Math Doubts

Find $\displaystyle \int{\dfrac{1+\tan^2{x}}{1+\cot^2{x}}}dx$

It is a trigonometric function which contains tan and cot functions in fraction form in terms of $x$. We have to find the indefinite integration of the trigonometric function with respect to $x$ in this indefinite integral problem.

Change the denominator same as numerator

The numerator and denominator of the fraction is in similar form but they contain different functions. Actually, they are reciprocal functions. So, change any trigonometric function in its reciprocal form by reciprocal identity of trigonometry.

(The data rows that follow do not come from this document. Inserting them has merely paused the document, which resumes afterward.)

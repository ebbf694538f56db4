// Copyright (c) 2024 Botho Foundation

//! The throttle orchestrator: the decision API of the engine.
//!
//! An orchestrator owns one [`CompiledThrottleSet`] plus the gas, jumbo
//! bytes and ops-duration throttles, and turns a transaction or query into
//! draws against them.
//!
//! # Decision protocol
//!
//! Every transaction decision starts by committing whatever the previous
//! decision drew (`reset_last_allowed_use` on every throttle). Draws made
//! while deciding are provisional; if the decision ends in a deny, every
//! throttle reclaims its provisional draws, so a rejected transaction leaves
//! no trace.
//!
//! The coarse reset and reclaim across all throttles is only sound because
//! decisions are strictly sequential. All entry points take `&mut self`;
//! embedders wanting concurrent ingestion run one orchestrator per worker or
//! serialize access to a shared one.

use crate::{
    compiled::CompiledThrottleSet,
    config::{ConfigSource, ThrottleConfig},
    definitions::ThrottleDefinitions,
    derived::{gas_limit_for, schedule_expiry_second, DerivedCosts, ImplicitCreations},
    entity::AccountId,
    error::{ThrottleError, ThrottleResult},
    functionality::Functionality,
    ledger::LedgerView,
    observer::{ThrottleObserver, TracingObserver},
    requirements::{ThrottleRef, ThrottleUsage},
    scale::ScaleFactor,
    throttle::{
        ResourceKind, ResourceThrottle, ThrottleUsageSnapshots, DEFAULT_BURST_SECONDS,
    },
    time::Timestamp,
    transaction::{Query, TransactionData, TransactionInfo},
};
use std::{fmt, sync::Arc};

/// Where in the pipeline an orchestrator decides.
#[derive(Debug, Clone, Copy, PartialEq, Eq, Hash)]
pub enum ThrottleType {
    /// Ingest: enforces the long-term schedule expiry cap and uses the
    /// ingest gas rate with a one second burst
    Frontend,
    /// Consensus handle: uses the backend gas rate and burst
    Backend,
    /// Admits everything and touches nothing
    Noop,
}

impl ThrottleType {
    /// Upper-case name used in logs.
    pub fn as_str(&self) -> &'static str {
        match self {
            ThrottleType::Frontend => "FRONTEND",
            ThrottleType::Backend => "BACKEND",
            ThrottleType::Noop => "NOOP",
        }
    }
}

impl fmt::Display for ThrottleType {
    fn fmt(&self, f: &mut fmt::Formatter<'_>) -> fmt::Result {
        f.write_str(self.as_str())
    }
}

/// The outcome of a transaction decision.
#[derive(Debug, Clone, Default, PartialEq, Eq)]
pub struct ThrottleVerdict {
    /// Whether the transaction must be rejected
    pub should_throttle: bool,
    /// Set when the rejection is due to malformed input rather than load
    pub validation_error: Option<ThrottleError>,
    /// Whether the gas throttle rejected the transaction
    pub gas_throttled: bool,
}

impl ThrottleVerdict {
    /// Admit.
    pub fn allowed() -> Self {
        Self::default()
    }

    /// Reject for lack of capacity.
    pub fn throttled() -> Self {
        Self {
            should_throttle: true,
            ..Default::default()
        }
    }

    /// Reject for lack of gas capacity.
    pub fn gas_throttled() -> Self {
        Self {
            should_throttle: true,
            gas_throttled: true,
            ..Default::default()
        }
    }

    /// Reject because the transaction cannot be classified.
    pub fn invalid(error: ThrottleError) -> Self {
        Self {
            should_throttle: true,
            validation_error: Some(error),
            ..Default::default()
        }
    }

    fn from_met(met: bool) -> Self {
        if met {
            Self::allowed()
        } else {
            Self::throttled()
        }
    }
}

/// Admission control for one stage of the pipeline.
pub struct ThrottleOrchestrator {
    throttle_type: ThrottleType,
    config: Arc<dyn ConfigSource>,
    observer: Arc<dyn ThrottleObserver>,
    verbose: bool,
    capacity_split: u32,
    compiled: CompiledThrottleSet,
    next_generation: u64,
    gas_throttle: Option<ResourceThrottle>,
    bytes_throttle: Option<ResourceThrottle>,
    ops_duration_throttle: Option<ResourceThrottle>,
    last_txn_gas_throttled: bool,
}

impl fmt::Debug for ThrottleOrchestrator {
    fn fmt(&self, f: &mut fmt::Formatter<'_>) -> fmt::Result {
        f.debug_struct("ThrottleOrchestrator")
            .field("throttle_type", &self.throttle_type)
            .field("capacity_split", &self.capacity_split)
            .field("compiled", &self.compiled)
            .field("gas_throttle", &self.gas_throttle)
            .field("bytes_throttle", &self.bytes_throttle)
            .field("ops_duration_throttle", &self.ops_duration_throttle)
            .finish_non_exhaustive()
    }
}
// Copyright (c) 2024 Botho Foundation

//! Reporting hooks for notable throttle engine events.
//!
//! The orchestrator never logs directly. It reports through a
//! [`ThrottleObserver`], which by default forwards to `tracing`.

use crate::{error::ThrottleError, throttle::ResourceThrottle};
use tracing::{debug, error, info, warn};

/// Receives notable events from the throttle engine.
///
/// Every method has an empty default so observers only implement what they
/// care about.
pub trait ThrottleObserver: Send + Sync {
    /// A bucket could not be compiled and was left out of the rebuild.
    fn bucket_rejected(&self, _bucket: &str, _error: &ThrottleError) {}

    /// A single-resource throttle is enabled but configured with a zero rate,
    /// so every metered transaction will be denied.
    fn zero_rate_enabled(&self, _throttle_type: &str, _throttle: &ResourceThrottle) {}

    /// The effective requirements after a rebuild.
    fn definitions_resolved(&self, _summary: &str) {}

    /// A single-resource throttle was (re)configured.
    fn resource_throttle_resolved(
        &self,
        _throttle_type: &str,
        _throttle: &ResourceThrottle,
        _enabled: bool,
    ) {
    }

    /// A schedule create carried a transaction that cannot be scheduled.
    fn invalid_scheduled_transaction(&self, _error: &ThrottleError) {}

    /// A decision needed a single-resource throttle that was never configured.
    fn unconfigured_throttle(&self, _error: &ThrottleError) {}

    /// A usage snapshot did not line up with the current throttles.
    fn snapshot_mismatch(&self, _expected: usize, _actual: usize) {}
}

/// Forwards engine events to `tracing`.
#[derive(Debug, Clone, Copy, Default)]
pub struct TracingObserver;

impl ThrottleObserver for TracingObserver {
    fn bucket_rejected(&self, bucket: &str, error: &ThrottleError) {
        error!(bucket, %error, "When constructing throttle bucket from definitions");
    }

    fn zero_rate_enabled(&self, throttle_type: &str, throttle: &ResourceThrottle) {
        warn!(
            throttle_type,
            resource = %throttle.kind(),
            "{} throttling enabled, but limited to 0/sec",
            throttle.kind()
        );
    }

    fn definitions_resolved(&self, summary: &str) {
        info!("{}", summary);
    }

    fn resource_throttle_resolved(
        &self,
        throttle_type: &str,
        throttle: &ResourceThrottle,
        enabled: bool,
    ) {
        info!(
            throttle_type,
            capacity = throttle.capacity(),
            "Resolved {} (throttling {})",
            throttle,
            if enabled { "ON" } else { "OFF" }
        );
    }

    fn invalid_scheduled_transaction(&self, error: &ThrottleError) {
        debug!(%error, "ScheduleCreate was associated with an invalid txn");
    }

    fn unconfigured_throttle(&self, error: &ThrottleError) {
        warn!(%error, "Denying transaction");
    }

    fn snapshot_mismatch(&self, expected: usize, actual: usize) {
        warn!(
            expected,
            actual, "Usage snapshot does not match the active throttles"
        );
    }
}
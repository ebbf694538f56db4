// Copyright (c) 2024 Botho Foundation

//! Rational scale factors applied to requirement costs.

use crate::error::{ThrottleError, ThrottleResult};
use serde::{Deserialize, Serialize};
use std::{fmt, str::FromStr};

/// A positive rational multiplier written as `numerator:denominator`.
#[derive(Debug, Clone, Copy, PartialEq, Eq, Hash, Serialize, Deserialize)]
#[serde(try_from = "String", into = "String")]
pub struct ScaleFactor {
    numerator: u32,
    denominator: u32,
}

impl ScaleFactor {
    /// The identity scale.
    pub const ONE_TO_ONE: ScaleFactor = ScaleFactor {
        numerator: 1,
        denominator: 1,
    };

    /// Create a scale factor; both parts must be positive.
    pub fn new(numerator: u32, denominator: u32) -> ThrottleResult<Self> {
        if numerator == 0 || denominator == 0 {
            return Err(ThrottleError::InvalidScaleFactor(format!(
                "{numerator}:{denominator}"
            )));
        }
        Ok(Self {
            numerator,
            denominator,
        })
    }

    /// The numerator.
    pub fn numerator(&self) -> u32 {
        self.numerator
    }

    /// The denominator.
    pub fn denominator(&self) -> u32 {
        self.denominator
    }

    /// Scale `nominal`, rounding down but never below one.
    pub fn scaling(&self, nominal: u64) -> u64 {
        let scaled = nominal as u128 * self.numerator as u128 / self.denominator as u128;
        u64::try_from(scaled).unwrap_or(u64::MAX).max(1)
    }
}

impl Default for ScaleFactor {
    fn default() -> Self {
        Self::ONE_TO_ONE
    }
}

impl fmt::Display for ScaleFactor {
    fn fmt(&self, f: &mut fmt::Formatter<'_>) -> fmt::Result {
        write!(f, "{}:{}", self.numerator, self.denominator)
    }
}

impl FromStr for ScaleFactor {
    type Err = ThrottleError;

    fn from_str(s: &str) -> Result<Self, Self::Err> {
        let invalid = || ThrottleError::InvalidScaleFactor(s.to_string());
        let (numerator, denominator) = s.split_once(':').ok_or_else(invalid)?;
        let numerator = numerator.trim().parse().map_err(|_| invalid())?;
        let denominator = denominator.trim().parse().map_err(|_| invalid())?;
        Self::new(numerator, denominator).map_err(|_| invalid())
    }
}

impl TryFrom<String> for ScaleFactor {
    type Error = ThrottleError;

    fn try_from(value: String) -> Result<Self, Self::Error> {
        value.parse()
    }
}

impl From<ScaleFactor> for String {
    fn from(value: ScaleFactor) -> Self {
        value.to_string()
    }
}
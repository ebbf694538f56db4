// Copyright (c) 2024 Botho Foundation

//! Account and token identifiers, and the alias shape predicates used to
//! spot transfers that will create accounts on the fly.

use serde::{Deserialize, Serialize};
use std::fmt;

/// Size of an EVM address in bytes.
pub const EVM_ADDRESS_SIZE: usize = 20;

/// Serialized key prefix for an Ed25519 public key (field 2, 32 bytes).
const ED25519_KEY_PREFIX: [u8; 2] = [0x12, 0x20];

/// Serialized key prefix for a compressed ECDSA secp256k1 key (field 7, 33 bytes).
const ECDSA_SECP256K1_KEY_PREFIX: [u8; 2] = [0x3a, 0x21];

/// How an account is referenced from a transaction.
#[derive(Debug, Clone, PartialEq, Eq, Hash, PartialOrd, Ord, Serialize, Deserialize)]
pub enum AccountRef {
    /// Entity number of an existing account
    Num(u64),
    /// Alias bytes (serialized public key or EVM address)
    Alias(Vec<u8>),
}

/// A fully qualified account identifier.
#[derive(Debug, Clone, PartialEq, Eq, Hash, PartialOrd, Ord, Serialize, Deserialize)]
pub struct AccountId {
    /// Shard number
    pub shard: u64,
    /// Realm number
    pub realm: u64,
    /// Number or alias
    pub account: AccountRef,
}

impl AccountId {
    /// An account referenced by number in shard 0, realm 0.
    pub fn num(num: u64) -> Self {
        Self {
            shard: 0,
            realm: 0,
            account: AccountRef::Num(num),
        }
    }

    /// An account referenced by alias in shard 0, realm 0.
    pub fn alias(alias: impl Into<Vec<u8>>) -> Self {
        Self {
            shard: 0,
            realm: 0,
            account: AccountRef::Alias(alias.into()),
        }
    }

    /// The account number, if referenced by number.
    pub fn account_num(&self) -> Option<u64> {
        match self.account {
            AccountRef::Num(num) => Some(num),
            AccountRef::Alias(_) => None,
        }
    }

    /// The alias bytes, if referenced by alias.
    pub fn alias_bytes(&self) -> Option<&[u8]> {
        match &self.account {
            AccountRef::Num(_) => None,
            AccountRef::Alias(alias) => Some(alias),
        }
    }

    /// Whether this identifier is an alias reference.
    pub fn is_alias(&self) -> bool {
        matches!(self.account, AccountRef::Alias(_))
    }
}

impl fmt::Display for AccountId {
    fn fmt(&self, f: &mut fmt::Formatter<'_>) -> fmt::Result {
        match &self.account {
            AccountRef::Num(num) => write!(f, "{}.{}.{}", self.shard, self.realm, num),
            AccountRef::Alias(alias) => {
                write!(f, "{}.{}.0x{}", self.shard, self.realm, hex::encode(alias))
            }
        }
    }
}

/// A fully qualified token identifier.
#[derive(Debug, Clone, Copy, PartialEq, Eq, Hash, PartialOrd, Ord, Serialize, Deserialize)]
pub struct TokenId {
    /// Shard number
    pub shard: u64,
    /// Realm number
    pub realm: u64,
    /// Token number
    pub num: u64,
}

impl TokenId {
    /// A token in shard 0, realm 0.
    pub fn num(num: u64) -> Self {
        Self {
            shard: 0,
            realm: 0,
            num,
        }
    }
}

impl fmt::Display for TokenId {
    fn fmt(&self, f: &mut fmt::Formatter<'_>) -> fmt::Result {
        write!(f, "{}.{}.{}", self.shard, self.realm, self.num)
    }
}

/// Whether the alias has the size of an EVM address.
pub fn is_of_evm_address_size(alias: &[u8]) -> bool {
    alias.len() == EVM_ADDRESS_SIZE
}

/// Whether the alias is a serialized Ed25519 or ECDSA secp256k1 public key.
pub fn is_serialized_key(alias: &[u8]) -> bool {
    match alias {
        [a, b, key @ ..] if [*a, *b] == ED25519_KEY_PREFIX => key.len() == 32,
        [a, b, key @ ..] if [*a, *b] == ECDSA_SECP256K1_KEY_PREFIX => {
            key.len() == 33 && matches!(key[0], 0x02 | 0x03)
        }
        _ => false,
    }
}

/// Whether a 20-byte alias encodes an existing entity number of the given
/// shard and realm, rather than a real EVM address.
pub fn is_entity_num_alias(alias: &[u8], shard: u64, realm: u64) -> bool {
    if !is_of_evm_address_size(alias) {
        return false;
    }
    let Ok(shard) = u32::try_from(shard) else {
        return false;
    };
    let shard_bytes = shard.to_be_bytes();
    let realm_bytes = realm.to_be_bytes();
    alias[..4] == shard_bytes && alias[4..12] == realm_bytes
}

#[cfg(test)]
mod tests {
    use super::*;

    fn ed25519_alias() -> Vec<u8> {
        let mut alias = ED25519_KEY_PREFIX.to_vec();
        alias.extend_from_slice(&[7u8; 32]);
        alias
    }

    fn ecdsa_alias(parity: u8) -> Vec<u8> {
        let mut alias = ECDSA_SECP256K1_KEY_PREFIX.to_vec();
        alias.push(parity);
        alias.extend_from_slice(&[9u8; 32]);
        alias
    }

    #[test]
    fn test_serialized_key_shapes() {
        assert!(is_serialized_key(&ed25519_alias()));
        assert!(is_serialized_key(&ecdsa_alias(0x02)));
        assert!(is_serialized_key(&ecdsa_alias(0x03)));
        assert!(!is_serialized_key(&ecdsa_alias(0x04)));
        assert!(!is_serialized_key(&ed25519_alias()[..20]));
        assert!(!is_serialized_key(&[]));
    }

    #[test]
    fn test_entity_num_alias() {
        let mut long_zero = [0u8; 20];
        long_zero[19] = 0x42;
        assert!(is_entity_num_alias(&long_zero, 0, 0));
        assert!(!is_entity_num_alias(&long_zero, 1, 0));

        let mut other_realm = [0u8; 20];
        other_realm[11] = 2;
        other_realm[19] = 1;
        assert!(is_entity_num_alias(&other_realm, 0, 2));

        let evm = [0xabu8; 20];
        assert!(!is_entity_num_alias(&evm, 0, 0));
        assert!(!is_entity_num_alias(&ed25519_alias(), 0, 0));
    }

    #[test]
    fn test_entity_num_alias_rejects_wide_shard() {
        let mut alias = [0u8; 20];
        alias[3] = 1;
        alias[19] = 7;
        assert!(is_entity_num_alias(&alias, 1, 0));
        // Only the low 32 bits of this shard match the alias
        assert!(!is_entity_num_alias(&alias, (1 << 32) | 1, 0));
    }

    #[test]
    fn test_account_id_accessors() {
        let by_num = AccountId::num(1001);
        assert_eq!(by_num.account_num(), Some(1001));
        assert!(!by_num.is_alias());
        assert_eq!(by_num.to_string(), "0.0.1001");

        let by_alias = AccountId::alias(vec![0xab, 0xcd]);
        assert!(by_alias.is_alias());
        assert_eq!(by_alias.account_num(), None);
        assert_eq!(by_alias.alias_bytes(), Some(&[0xab, 0xcd][..]));
        assert_eq!(by_alias.to_string(), "0.0.0xabcd");
    }
}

$= \,\,\,$ $\displaystyle \int{\dfrac{1+\tan^2{x}}{1+\dfrac{1}{\tan^2{x}}}}dx$

Now, simplify the fraction to perform the integration of the trigonometric function in the next few steps.

$= \,\,\,$ $\displaystyle \int{\dfrac{1+\tan^2{x}}{\dfrac{\tan^2{x}+1}{\tan^2{x}}}}dx$

$= \,\,\,$ $\displaystyle \int{(1+\tan^2{x}) \times \dfrac{\tan^2{x}}{\tan^2{x}+1}}dx$

$= \,\,\,$ $\displaystyle \int{\tan^2{x} \times \dfrac{1+\tan^2{x}}{\tan^2{x}+1}}dx$

$= \,\,\,$ $\displaystyle \int{\tan^2{x} \times \dfrac{1+\tan^2{x}}{1+\tan^2{x}}}dx$

$= \,\,\,$ $\require{cancel} \displaystyle \int{\tan^2{x} \times \dfrac{\cancel{1+\tan^2{x}}}{\cancel{1+\tan^2{x}}}}dx$

$= \,\,\,$ $\displaystyle \int{\tan^2{x} \times 1}dx$

$= \,\,\,$ $\displaystyle \int{\tan^2{x}}dx$

Change denominator same as numerator

There is no integral rule to find the integration of square of tan function but it can be done by transforming into square of secant function by using Pythagorean identity of secant and tangent functions.

$= \,\,\,$ $\displaystyle \int{(\sec^2{x}-1)}dx$

Find the indefinite integral of each function

According to difference rule of integration, the integration of difference of two functions is equal to difference of their integrals.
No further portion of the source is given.